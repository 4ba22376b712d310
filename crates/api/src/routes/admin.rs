//! Admin routes for the reconciliation queue
//!
//! Every route here sits behind [`require_admin`].

use axum::{
    extract::{Path, State},
    middleware,
    routing::{delete, get, post},
    Json, Router,
};
use lumen_billing::{ClearResult, DeadLetterRecord, QueueStatus, TaskId};
use serde::Serialize;
use uuid::Uuid;

use crate::auth::require_admin;
use crate::error::ApiResult;
use crate::state::AppState;

pub fn router(state: AppState) -> Router<AppState> {
    Router::new()
        .route("/status", get(get_status))
        .route("/queue", delete(clear_queue))
        .route("/dead-letters", get(list_dead_letters))
        .route("/dead-letters/{id}/replay", post(replay_dead_letter))
        .route_layer(middleware::from_fn_with_state(state, require_admin))
}

/// Queue statistics
pub async fn get_status(State(state): State<AppState>) -> Json<QueueStatus> {
    Json(state.reconciliation.status())
}

/// Drop every pending task (operator recovery only)
pub async fn clear_queue(State(state): State<AppState>) -> Json<ClearResult> {
    Json(state.reconciliation.clear())
}

#[derive(Debug, Serialize)]
#[serde(rename_all = "camelCase")]
pub struct DeadLettersResponse {
    pub dead_letters: Vec<DeadLetterRecord>,
    /// Dead letters since startup, including records no longer retained
    pub dead_lettered_total: u64,
}

pub async fn list_dead_letters(State(state): State<AppState>) -> Json<DeadLettersResponse> {
    let dead_lettered_total = state.reconciliation.status().dead_lettered_total;
    Json(DeadLettersResponse {
        dead_letters: state.reconciliation.dead_letters(),
        dead_lettered_total,
    })
}

#[derive(Debug, Serialize)]
#[serde(rename_all = "camelCase")]
pub struct ReplayResponse {
    pub replayed: bool,
    pub task_id: TaskId,
    /// `true` when a pending task for the same target absorbed the replay
    pub merged: bool,
}

pub async fn replay_dead_letter(
    State(state): State<AppState>,
    Path(id): Path<Uuid>,
) -> ApiResult<Json<ReplayResponse>> {
    let result = state.reconciliation.replay_dead_letter(TaskId::from(id))?;
    Ok(Json(ReplayResponse {
        replayed: true,
        task_id: result.task_id,
        merged: result.merged,
    }))
}
#[cfg(test)]
mod retry_schedule_tests {
    use std::time::Duration;

    use super::support::*;
    use crate::reconcile::{AttemptOutcome, DeadLetterCause, ReconcileOutcome, TaskDisposition};

    // =========================================================================
    // RECON-R01: Task enqueued at t=0; nothing happens before t+1000ms, the
    // retry fires at exactly t+1000ms
    // =========================================================================
    #[tokio::test(start_paused = true)]
    async fn test_first_retry_fires_at_one_second() {
        let executor = ScriptedExecutor::new();
        executor.script("sub_1", vec![transient("timeout")]);
        let service = service(executor.clone());

        let outcome = service.reconcile_now(request("sub_1")).await.unwrap();
        assert!(matches!(outcome, ReconcileOutcome::Queued(_)));

        let early = tick_after(&service, Duration::from_millis(999)).await;
        assert!(early.is_empty(), "Task must stay pending before t+1000ms");
        assert_eq!(executor.attempts("sub_1"), 1);

        let on_time = tick_after(&service, Duration::from_millis(1)).await;
        assert_eq!(on_time, vec![TaskDisposition::Resolved]);
        assert_eq!(executor.attempts("sub_1"), 2);
        assert_eq!(service.status().total_items, 0);
    }

    // =========================================================================
    // RECON-R02: Transient failures below the ceiling keep the task queued,
    // waiting 1s, 3s and 9s measured from each prior failure
    // =========================================================================
    #[tokio::test(start_paused = true)]
    async fn test_transient_failures_below_ceiling_follow_schedule() {
        let executor = ScriptedExecutor::new();
        executor.script(
            "sub_1",
            vec![transient("timeout"), transient("429"), transient("503")],
        );
        let service = service(executor.clone());
        service.reconcile_now(request("sub_1")).await.unwrap();

        // Attempt 2 at +1s fails
        let result = tick_after(&service, Duration::from_secs(1)).await;
        assert_eq!(result, vec![TaskDisposition::RetryScheduled { attempt_count: 2 }]);
        assert_eq!(service.status().items_by_attempt_count.get(&2), Some(&1));
        assert_eq!(service.status().next_retry_in_ms, Some(3000));

        // Attempt 3 is not due until 3s after that failure
        assert!(tick_after(&service, Duration::from_millis(2999)).await.is_empty());
        let result = tick_after(&service, Duration::from_millis(1)).await;
        assert_eq!(result, vec![TaskDisposition::RetryScheduled { attempt_count: 3 }]);
        assert_eq!(service.status().next_retry_in_ms, Some(9000));

        // Attempt 4 waits 9s and succeeds
        assert!(tick_after(&service, Duration::from_millis(8999)).await.is_empty());
        let result = tick_after(&service, Duration::from_millis(1)).await;
        assert_eq!(result, vec![TaskDisposition::Resolved]);

        assert_eq!(executor.attempts("sub_1"), 4);
        let status = service.status();
        assert_eq!(status.total_items, 0);
        assert_eq!(status.dead_lettered_total, 0);
        assert_eq!(status.resolved_total, 1);
    }

    // =========================================================================
    // RECON-R03: Four consecutive transient failures dead-letter the task; a
    // fifth attempt never happens
    // =========================================================================
    #[tokio::test(start_paused = true)]
    async fn test_fourth_failure_dead_letters_without_fifth_attempt() {
        let executor = ScriptedExecutor::new();
        executor.script(
            "sub_1",
            vec![
                transient("timeout"),
                transient("timeout"),
                transient("timeout"),
                transient("timeout"),
            ],
        );
        let service = service(executor.clone());
        service.reconcile_now(request("sub_1")).await.unwrap();

        tick_after(&service, Duration::from_secs(1)).await;
        tick_after(&service, Duration::from_secs(3)).await;
        let last = tick_after(&service, Duration::from_secs(9)).await;
        assert_eq!(
            last,
            vec![TaskDisposition::DeadLettered(DeadLetterCause::RetriesExhausted)]
        );

        for _ in 0..5 {
            assert!(tick_after(&service, Duration::from_secs(30)).await.is_empty());
        }
        assert_eq!(executor.attempts("sub_1"), 4);

        let status = service.status();
        assert_eq!(status.total_items, 0);
        assert_eq!(status.dead_lettered_total, 1);

        let records = service.dead_letters();
        assert_eq!(records.len(), 1);
        assert_eq!(records[0].attempts, 4);
        assert_eq!(records[0].event_kind, crate::reconcile::EventKind::SubscriptionUpdated);
        assert_eq!(records[0].subscription_id.as_deref(), Some("sub_1"));
        assert_eq!(records[0].customer_id.as_deref(), Some("cus_sub_1"));
        assert_eq!(records[0].final_error, "timeout");
    }

    // =========================================================================
    // RECON-R04: Permanent failure on the first attempt dead-letters at once
    // =========================================================================
    #[tokio::test(start_paused = true)]
    async fn test_permanent_first_attempt_dead_letters_immediately() {
        let executor = ScriptedExecutor::new();
        executor.script(
            "sub_1",
            vec![AttemptOutcome::PermanentFailure("not found".into())],
        );
        let service = service(executor.clone());

        let outcome = service.reconcile_now(request("sub_1")).await.unwrap();
        assert!(matches!(outcome, ReconcileOutcome::DeadLettered(_)));

        assert!(tick_after(&service, Duration::from_secs(60)).await.is_empty());
        assert_eq!(executor.attempts("sub_1"), 1);
        assert_eq!(service.status().total_items, 0);
        assert_eq!(service.status().dead_lettered_total, 1);
    }

    // =========================================================================
    // RECON-R05: Permanent failure on a retry ignores the remaining budget
    // =========================================================================
    #[tokio::test(start_paused = true)]
    async fn test_permanent_failure_on_retry_skips_remaining_budget() {
        let executor = ScriptedExecutor::new();
        executor.script(
            "sub_1",
            vec![
                transient("timeout"),
                AttemptOutcome::PermanentFailure("malformed payload".into()),
            ],
        );
        let service = service(executor.clone());
        service.reconcile_now(request("sub_1")).await.unwrap();

        let result = tick_after(&service, Duration::from_secs(1)).await;
        assert_eq!(
            result,
            vec![TaskDisposition::DeadLettered(DeadLetterCause::PermanentFailure)]
        );
        assert_eq!(service.dead_letters()[0].attempts, 2);
        assert!(tick_after(&service, Duration::from_secs(60)).await.is_empty());
    }
}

## Task to complete
Locate the string "Router" in the listing above and copy every line where it occurs.

## Exercise answer
    Json, Router,
pub fn router(state: AppState) -> Router<AppState> {
    Router::new()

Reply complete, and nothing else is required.